TASK PROMPT: What you return must match the records character for character.

[[ GIVEN RECORDS, beginning ]]

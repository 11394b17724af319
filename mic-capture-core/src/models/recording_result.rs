use std::path::PathBuf;

use chrono::{DateTime, Utc};
use serde::{Deserialize, Serialize};

use super::config::CaptureConfiguration;

/// Result returned when a recording has been encoded to disk.
#[derive(Debug, Clone, PartialEq)]
pub struct RecordingResult {
    pub file_path: PathBuf,
    pub duration_secs: f64,
    pub sample_count: usize,
    pub bytes_written: u64,
    pub checksum: String,
    pub metadata: RecordingMetadata,
}

/// Metadata stored alongside a recording.
///
/// Serializable for the optional JSON sidecar.
#[derive(Debug, Clone, PartialEq, Serialize, Deserialize)]
pub struct RecordingMetadata {
    pub id: String,
    pub created_at: DateTime<Utc>,
    pub device_name: String,
    pub sample_rate: u32,
    pub channels: u16,
    pub bit_depth: u16,
    pub sample_count: usize,
    pub duration_secs: f64,
    pub file_path: String,
    pub checksum: String,
}

impl RecordingMetadata {
    /// Creates metadata for a finished mono recording.
    ///
    /// `duration_secs` is derived from the sample count, not wall-clock time.
    pub fn new_mono(
        config: &CaptureConfiguration,
        device_name: &str,
        sample_count: usize,
        file_path: &str,
        checksum: &str,
    ) -> Self {
        Self {
            id: uuid::Uuid::new_v4().to_string(),
            created_at: Utc::now(),
            device_name: device_name.to_string(),
            sample_rate: config.sample_rate,
            channels: config.channels,
            bit_depth: config.bit_depth,
            sample_count,
            duration_secs: audio_duration_secs(sample_count, config.sample_rate, config.channels),
            file_path: file_path.to_string(),
            checksum: checksum.to_string(),
        }
    }
}

/// Playback length of `sample_count` interleaved samples.
pub fn audio_duration_secs(sample_count: usize, sample_rate: u32, channels: u16) -> f64 {
    let per_second = sample_rate as f64 * channels as f64;
    if per_second == 0.0 {
        return 0.0;
    }
    sample_count as f64 / per_second
}
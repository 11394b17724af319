use crate::models::error::CaptureError;

/// An opened input stream.
///
/// Dropping the stream closes it. After `stop` returns `Ok`, the host must
/// not invoke the sample callback again.
pub trait InputStream {
    /// Begin delivering samples to the callback.
    fn start(&mut self) -> Result<(), CaptureError>;

    /// Stop delivering samples.
    fn stop(&mut self) -> Result<(), CaptureError>;
}
use std::fs;
use std::path::{Path, PathBuf};

use crate::models::error::CaptureError;
use crate::models::recording_result::RecordingMetadata;

/// Sidecar location for a recording: `output.wav` → `output.metadata.json`.
pub fn sidecar_path(recording_path: &Path) -> PathBuf {
    recording_path.with_extension("metadata.json")
}

/// Write recording metadata as a JSON sidecar file.
pub fn write_metadata(metadata: &RecordingMetadata, recording_path: &Path) -> Result<PathBuf, CaptureError> {
    let metadata_path = sidecar_path(recording_path);
    let json = serde_json::to_string_pretty(metadata)
        .map_err(|e| CaptureError::Encoding(format!("failed to serialize metadata: {}", e)))?;
    fs::write(&metadata_path, json).map_err(|e| CaptureError::io("failed to write metadata", e))?;
    Ok(metadata_path)
}

/// Read recording metadata from a JSON sidecar file.
pub fn read_metadata(recording_path: &Path) -> Result<RecordingMetadata, CaptureError> {
    let json = fs::read_to_string(sidecar_path(recording_path))
        .map_err(|e| CaptureError::io("failed to read metadata", e))?;
    serde_json::from_str(&json)
        .map_err(|e| CaptureError::Encoding(format!("failed to parse metadata: {}", e)))
}

#[cfg(test)]
mod tests {
    use super::*;
    use crate::models::config::CaptureConfiguration;

    #[test]
    fn sidecar_sits_next_to_recording() {
        assert_eq!(
            sidecar_path(Path::new("takes/output.wav")),
            PathBuf::from("takes/output.metadata.json")
        );
    }

    #[test]
    fn write_then_read() {
        let recording = std::env::temp_dir().join(format!("mic_capture_meta_{}.wav", uuid::Uuid::new_v4()));
        let metadata = RecordingMetadata::new_mono(
            &CaptureConfiguration::default(),
            "Mic",
            3,
            &recording.to_string_lossy(),
            "deadbeef",
        );

        let written = write_metadata(&metadata, &recording).unwrap();
        assert_eq!(read_metadata(&recording).unwrap(), metadata);

        fs::remove_file(written).ok();
    }

    #[test]
    fn missing_sidecar_is_io_error() {
        let recording = std::env::temp_dir().join(format!("mic_capture_none_{}.wav", uuid::Uuid::new_v4()));
        assert!(matches!(read_metadata(&recording), Err(CaptureError::Io(_))));
    }
}
pub mod audio_host;
pub mod capture_delegate;
pub mod input_stream;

[[ GIVEN RECORDS, end ]]

RESULT BELOW:
repository 11394b17724af319
filename mic-capture-core/src/models/recording_result.rs
use std::path::PathBuf;

use chrono::{DateTime, Utc};
use serde::{Deserialize, Serialize};

use super::config::CaptureConfiguration;

/// Result returned when a recording has been encoded to disk.
#[derive(Debug, Clone, PartialEq)]
pub struct RecordingResult {
    pub file_path: PathBuf,
    pub duration_secs: f64,
    pub sample_count: usize,
    pub bytes_written: u64,
    pub checksum: String,
    pub metadata: RecordingMetadata,
}

/// Metadata stored alongside a recording.
///
/// Serializable for the optional JSON sidecar.
#[derive(Debug, Clone, PartialEq, Serialize, Deserialize)]
pub struct RecordingMetadata {
    pub id: String,
    pub created_at: DateTime<Utc>,
    pub device_name: String,
    pub sample_rate: u32,
    pub channels: u16,
    pub bit_depth: u16,
    pub sample_count: usize,
    pub duration_secs: f64,
    pub file_path: String,
    pub checksum: String,
}

impl RecordingMetadata {
    /// Creates metadata for a finished mono recording.
    ///
    /// `duration_secs` is derived from the sample count, not wall-clock time.
    pub fn new_mono(
        config: &CaptureConfiguration,
        device_name: &str,
        sample_count: usize,
        file_path: &str,
        checksum: &str,
    ) -> Self {
        Self {
            id: uuid::Uuid::new_v4().to_string(),
            created_at: Utc::now(),
            device_name: device_name.to_string(),
            sample_rate: config.sample_rate,
            channels: config.channels,
            bit_depth: config.bit_depth,
            sample_count,
            duration_secs: audio_duration_secs(sample_count, config.sample_rate, config.channels),
            file_path: file_path.to_string(),
            checksum: checksum.to_string(),
        }
    }
}

/// Playback length of `sample_count` interleaved samples.
pub fn audio_duration_secs(sample_count: usize, sample_rate: u32, channels: u16) -> f64 {
    let per_second = sample_rate as f64 * channels as f64;
    if per_second == 0.0 {
        return 0.0;
    }
    sample_count as f64 / per_second
}
repository 11394b17724af319
use crate::models::error::CaptureError;

/// An opened input stream.
///
/// Dropping the stream closes it. After `stop` returns `Ok`, the host must
/// not invoke the sample callback again.
pub trait InputStream {
    /// Begin delivering samples to the callback.
    fn start(&mut self) -> Result<(), CaptureError>;

    /// Stop delivering samples.
    fn stop(&mut self) -> Result<(), CaptureError>;
}
use std::fs;
use std::path::{Path, PathBuf};

use crate::models::error::CaptureError;
use crate::models::recording_result::RecordingMetadata;

/// Sidecar location for a recording: `output.wav` → `output.metadata.json`.
pub fn sidecar_path(recording_path: &Path) -> PathBuf {
    recording_path.with_extension("metadata.json")
}

/// Write recording metadata as a JSON sidecar file.
pub fn write_metadata(metadata: &RecordingMetadata, recording_path: &Path) -> Result<PathBuf, CaptureError> {
    let metadata_path = sidecar_path(recording_path);
    let json = serde_json::to_string_pretty(metadata)
        .map_err(|e| CaptureError::Encoding(format!("failed to serialize metadata: {}", e)))?;
    fs::write(&metadata_path, json).map_err(|e| CaptureError::io("failed to write metadata", e))?;
    Ok(metadata_path)
}

/// Read recording metadata from a JSON sidecar file.
pub fn read_metadata(recording_path: &Path) -> Result<RecordingMetadata, CaptureError> {
    let json = fs::read_to_string(sidecar_path(recording_path))
        .map_err(|e| CaptureError::io("failed to read metadata", e))?;
    serde_json::from_str(&json)
        .map_err(|e| CaptureError::Encoding(format!("failed to parse metadata: {}", e)))
}

#[cfg(test)]
mod tests {
    use super::*;
    use crate::models::config::CaptureConfiguration;

    #[test]
    fn sidecar_sits_next_to_recording() {
        assert_eq!(
            sidecar_path(Path::new("takes/output.wav")),
            PathBuf::from("takes/output.metadata.json")
        );
    }

    #[test]
    fn write_then_read() {
        let recording = std::env::temp_dir().join(format!("mic_capture_meta_{}.wav", uuid::Uuid::new_v4()));
        let metadata = RecordingMetadata::new_mono(
            &CaptureConfiguration::default(),
            "Mic",
            3,
            &recording.to_string_lossy(),
            "deadbeef",
        );

        let written = write_metadata(&metadata, &recording).unwrap();
        assert_eq!(read_metadata(&recording).unwrap(), metadata);

        fs::remove_file(written).ok();
    }

    #[test]
    fn missing_sidecar_is_io_error() {
        let recording = std::env::temp_dir().join(format!("mic_capture_none_{}.wav", uuid::Uuid::new_v4()));
        assert!(matches!(read_metadata(&recording), Err(CaptureError::Io(_))));
    }
}
pub mod audio_host;
pub mod capture_delegate;
pub mod input_stream;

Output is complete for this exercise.